Tampering with justice: Police chief interfered in criminal investigation, stayed on job for 15 months

June 02, 2019 10:24 PM

A Minnesota police chief tampered with witnesses and interfered in a criminal investigation into one of his own officers but was allowed to keep leading his department for more than a year, according to city and court documents obtained by 5 INVESTIGATES.

Isanti Police Chief Gene Hill was eventually fired in March. However, records show city officials first became aware of his tarnished credibility back in the fall of 2017 after a judge ruled Hill had engaged in witness tampering and could not be trusted in court during a use of force case.

Yet, City Attorney Clark Joslin did not recommend that the city council take action against Hill because he disagreed with the judge's finding, according to an internal records.

As a result, Hill, who declined multiple interview requests, continued to be involved in criminal investigations until January when newly elected Mayor Jeff Johnson requested that an outside law firm review the chief's misconduct.

"He would still be the police chief if I didn't do something about it." Johnson said in an interview with 5 INVESTIGATES. He recalled his initial reaction to the chief's misconduct was "this could be a huge liability."

INTERNAL INVESTIGATION: Special Prosecutor Erin Stephens describes the chief’s misconduct in the city’s investigation.

That's because Hill's credibility issues could impact any case he touched, according to Steve Schleicher, a former state and federal prosecutor in Minnesota.

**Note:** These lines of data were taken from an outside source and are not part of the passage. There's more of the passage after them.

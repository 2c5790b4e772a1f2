// Handlers module

pub mod chat;
pub mod health;
pub mod rejection;
pub mod resume;
pub mod views;

pub use chat::chat_handler;
pub use health::health_handler;
pub use rejection::handle_rejection;
pub use resume::{resume_download_handler, resume_stats_handler};
pub use views::{get_views_handler, post_views_handler};

use warp::http::StatusCode;
use warp::reply::{Reply, Response};

use crate::models::ErrorBody;

/// JSON `{ "error": message }` with the given status
pub(crate) fn error_reply(status: StatusCode, message: impl Into<String>) -> Response {
    warp::reply::with_status(warp::reply::json(&ErrorBody::new(message)), status).into_response()
}
use super::{Point, Vector};

/// Axis-aligned box spanned by two opposite corners.
///
/// The corners are kept as given: in a +Y-up frame `top_left` has the larger
/// `y`. [`Bounds::normalized`] reorders them into min/max form.
#[derive(Debug, Copy, Clone, Default, PartialEq)]
pub struct Bounds {
    pub top_left: Point,
    pub bottom_right: Point,
}

impl Bounds {
    #[inline]
    pub const fn new(top_left: Point, bottom_right: Point) -> Self {
        Self {
            top_left,
            bottom_right,
        }
    }

    /// Box of half-width `rx` and half-height `ry` around `center`, in a
    /// +Y-up frame.
    #[inline]
    pub fn from_center_radii(center: Point, rx: f32, ry: f32) -> Self {
        Self {
            top_left: Point::new(center.x - rx, center.y + ry),
            bottom_right: Point::new(center.x + rx, center.y - ry),
        }
    }

    #[inline]
    pub fn center(self) -> Point {
        self.top_left + (self.bottom_right - self.top_left) * 0.5
    }

    #[inline]
    pub fn width(self) -> f32 {
        (self.bottom_right.x - self.top_left.x).abs()
    }

    #[inline]
    pub fn height(self) -> f32 {
        (self.bottom_right.y - self.top_left.y).abs()
    }

    /// Half extents along x and y.
    #[inline]
    pub fn radii(self) -> Vector {
        Vector::new(self.width() * 0.5, self.height() * 0.5)
    }

    #[inline]
    pub fn is_empty(self) -> bool {
        self.width() <= 0.0 || self.height() <= 0.0
    }

    #[inline]
    pub fn is_finite(self) -> bool {
        self.top_left.is_finite() && self.bottom_right.is_finite()
    }

    /// Returns `(min, max)` corners regardless of axis orientation.
    #[inline]
    pub fn normalized(self) -> (Point, Point) {
        let (a, b) = (self.top_left, self.bottom_right);
        (
            Point::new(a.x.min(b.x), a.y.min(b.y)),
            Point::new(a.x.max(b.x), a.y.max(b.y)),
        )
    }
}

#[cfg(test)]
mod tests {
    use super::*;

    #[test]
    fn from_center_radii_uses_y_up_corners() {
        let b = Bounds::from_center_radii(Point::new(50.0, 50.0), 3.0, 2.0);
        assert_eq!(b.top_left, Point::new(47.0, 52.0));
        assert_eq!(b.bottom_right, Point::new(53.0, 48.0));
    }

    #[test]
    fn extents_are_orientation_independent() {
        let b = Bounds::from_center_radii(Point::new(-4.0, 1.0), 5.0, 2.5);
        assert_eq!(b.width(), 10.0);
        assert_eq!(b.height(), 5.0);
        assert_eq!(b.center(), Point::new(-4.0, 1.0));
        assert_eq!(b.radii(), Vector::new(5.0, 2.5));
    }

    #[test]
    fn normalized_orders_corners() {
        let b = Bounds::new(Point::new(10.0, 10.0), Point::new(0.0, 20.0));
        let (min, max) = b.normalized();
        assert_eq!(min, Point::new(0.0, 10.0));
        assert_eq!(max, Point::new(10.0, 20.0));
    }

    #[test]
    fn zero_radius_is_empty() {
        let flat = Bounds::from_center_radii(Point::origin(), 0.0, 4.0);
        assert!(flat.is_empty());
        let thin = Bounds::from_center_radii(Point::origin(), 1.0, 4.0);
        assert!(!thin.is_empty());
    }
}
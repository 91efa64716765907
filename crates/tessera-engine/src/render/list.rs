use crate::coords::{Bounds, Matrix, Point};
use crate::paint::DrawStyle;

use super::cmd::{DrawCmd, EllipseCmd, LineCmd, PolygonCmd};
use super::Surface;

/// A single recorded draw: insertion order + command.
#[derive(Debug, Clone, PartialEq)]
pub struct DrawItem {
    pub order: u32,
    pub cmd: DrawCmd,
    /// Number of active `save` calls when the command was recorded.
    pub depth: usize,
}

/// Recording surface: captures a frame's draw stream for a renderer.
///
/// Commands are stored in surface space: polygon and line points are mapped
/// through the current transform at record time, ellipses keep the full
/// transform so the renderer can rasterize the exact curve.
///
/// Performance characteristics:
/// - recording is O(points) per command
/// - `clear()` keeps allocated capacity; no per-frame allocation once warmed
///
/// Paint order is insertion order.
#[derive(Debug)]
pub struct DrawList {
    items: Vec<DrawItem>,
    next_order: u32,

    transform: Matrix,
    /// Saved transforms; the top is restored by the next `restore`.
    state_stack: Vec<Matrix>,
}

impl DrawList {
    #[inline]
    pub fn new() -> Self {
        Self::with_transform(Matrix::identity())
    }

    /// Creates a list whose base transform maps scene space to surface space.
    #[inline]
    pub fn with_transform(transform: Matrix) -> Self {
        Self {
            items: Vec::new(),
            next_order: 0,
            transform,
            state_stack: Vec::new(),
        }
    }

    /// Clears recorded items and any unbalanced saved state. Keeps allocated
    /// capacity and the current transform.
    #[inline]
    pub fn clear(&mut self) {
        self.items.clear();
        self.next_order = 0;
        if let Some(&base) = self.state_stack.first() {
            self.transform = base;
        }
        self.state_stack.clear();
    }

    /// Returns items in paint order.
    #[inline]
    pub fn items(&self) -> &[DrawItem] {
        &self.items
    }

    #[inline]
    pub fn iter(&self) -> impl Iterator<Item = &DrawCmd> {
        self.items.iter().map(|item| &item.cmd)
    }

    #[inline]
    pub fn len(&self) -> usize {
        self.items.len()
    }

    #[inline]
    pub fn is_empty(&self) -> bool {
        self.items.is_empty()
    }

    /// Number of `save` calls not yet matched by `restore`.
    #[inline]
    pub fn depth(&self) -> usize {
        self.state_stack.len()
    }

    /// Appends a command as is, bypassing the current transform.
    #[inline]
    pub fn push(&mut self, cmd: DrawCmd) {
        let order = self.next_order;
        self.next_order = self.next_order.wrapping_add(1);

        self.items.push(DrawItem {
            order,
            cmd,
            depth: self.state_stack.len(),
        });
    }
}

impl Default for DrawList {
    fn default() -> Self {
        Self::new()
    }
}

impl Surface for DrawList {
    fn draw_polygon(&mut self, points: &[Point], style: &DrawStyle) {
        let t = self.transform;
        let points = points.iter().map(|&p| t * p).collect();
        self.push(DrawCmd::Polygon(PolygonCmd::new(points, *style)));
    }

    fn draw_line(&mut self, from: Point, to: Point, style: &DrawStyle) {
        let t = self.transform;
        self.push(DrawCmd::Line(LineCmd::new(t * from, t * to, *style)));
    }

    fn draw_ellipse(&mut self, bounds: Bounds, style: &DrawStyle) {
        let cmd = EllipseCmd::new(bounds, self.transform, *style);
        self.push(DrawCmd::Ellipse(cmd));
    }

    #[inline]
    fn transform(&self) -> Matrix {
        self.transform
    }

    #[inline]
    fn set_transform(&mut self, transform: Matrix) {
        self.transform = transform;
    }

    #[inline]
    fn save(&mut self) {
        self.state_stack.push(self.transform);
    }

    fn restore(&mut self) {
        match self.state_stack.pop() {
            Some(saved) => self.transform = saved,
            None => log::warn!("DrawList::restore called without matching save"),
        }
    }
}
//! Styling model passed to drawing surfaces.
//!
//! Scope:
//! - 8-bit colors
//! - stroke (pen) and fill (brush) descriptions combined into a `DrawStyle`
//!
//! Geometry types remain in `coords`.

pub mod color;
pub mod style;

pub use color::Color;
pub use style::{Brush, BrushStyle, DrawStyle, Hatch, Pen, PenStyle};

"It's something that could be raised by every single criminal defendant that was affected, in any way, by anything he has signed (or) sworn to in his career," Schleicher said.

The records show Joslin was not fully aware of the severity of the issue, however, he did know that the Isanti County Attorney was concerned that Hill's tainted credibility could impact future cases.

Despite the potential legal ramifications, Joslin "did not seem concerned," according to an unnamed city official interviewed as part of the internal investigation.

Asked to comment before a recent city council meeting, Joslin said it was "not appropriate" to discuss the city's finding despite it being a public record.

COURT TRANSCRIPT: Isanti Police officers testify about the chief’s involvement

'Completely not credible'

The city's investigation also found Chief Hill had defied orders from the Bureau of Criminal Apprehension (BCA) when he provided a key piece of video evidence to his officer who was charged with 5th degree assault. The video showed Ofc. Rodrick Barrows slam a handcuffed and intoxicated man to the ground in a jail elevator in February 2017.

Hill later blamed his inappropriate release of evidence on a misunderstanding of the state's data practices laws, according to the internal investigation.

However, Erin Stephens, the special prosecutor on the case, told those same investigators it was evident that Hill "was attempting to protect (Barrows)."

Stephens added that Barrows "watched that video over and over again" before he was even interviewed by the BCA.

Barrows was eventually found not guilty, but the case had already been marred by Hill's substantial interference, according to a judge's scathing ruling and court transcripts.

JUDGE’S RULING: Judge Heather Wynn issues court order

Judge Heather Wynn called Hill "completely not credible" and said he had, "chilled the testimony of other officers... by essentially threatening them if they testified."

BCA evidence reviewed by 5 INVESTIGATES included a voicemail from an Isanti officer telling Barrow's defense attorney, "I'm not supposed to make contact with you."

Another officer wrote in a text message that "Hill will (expletive) me" if he talked.

COURT TRANSCRIPT: Judge Heather Wynn calls into question the chief’s integrity

"No one can prevent them from cooperating with the defense or the prosecution," said Steve Schleicher, the former state and federal prosecutor who reviewed the records obtained by 5 INVESTIGATES.

Hill later disputed the judge's ruling and downplayed his involvement in the case, saying he had only cautioned his officers about talking without first being given a subpoena, according to internal city records.

However, in those same records, Stephens, the special prosecutor, said Hill was "a known liar" who did not cooperate throughout the investigation.

She added that Hill's credibility would always be questioned and that would be difficult for prosecutors to work with him moving forward.

"Judges in neighboring counties are aware of what happened… what he said and what Chief Hill did."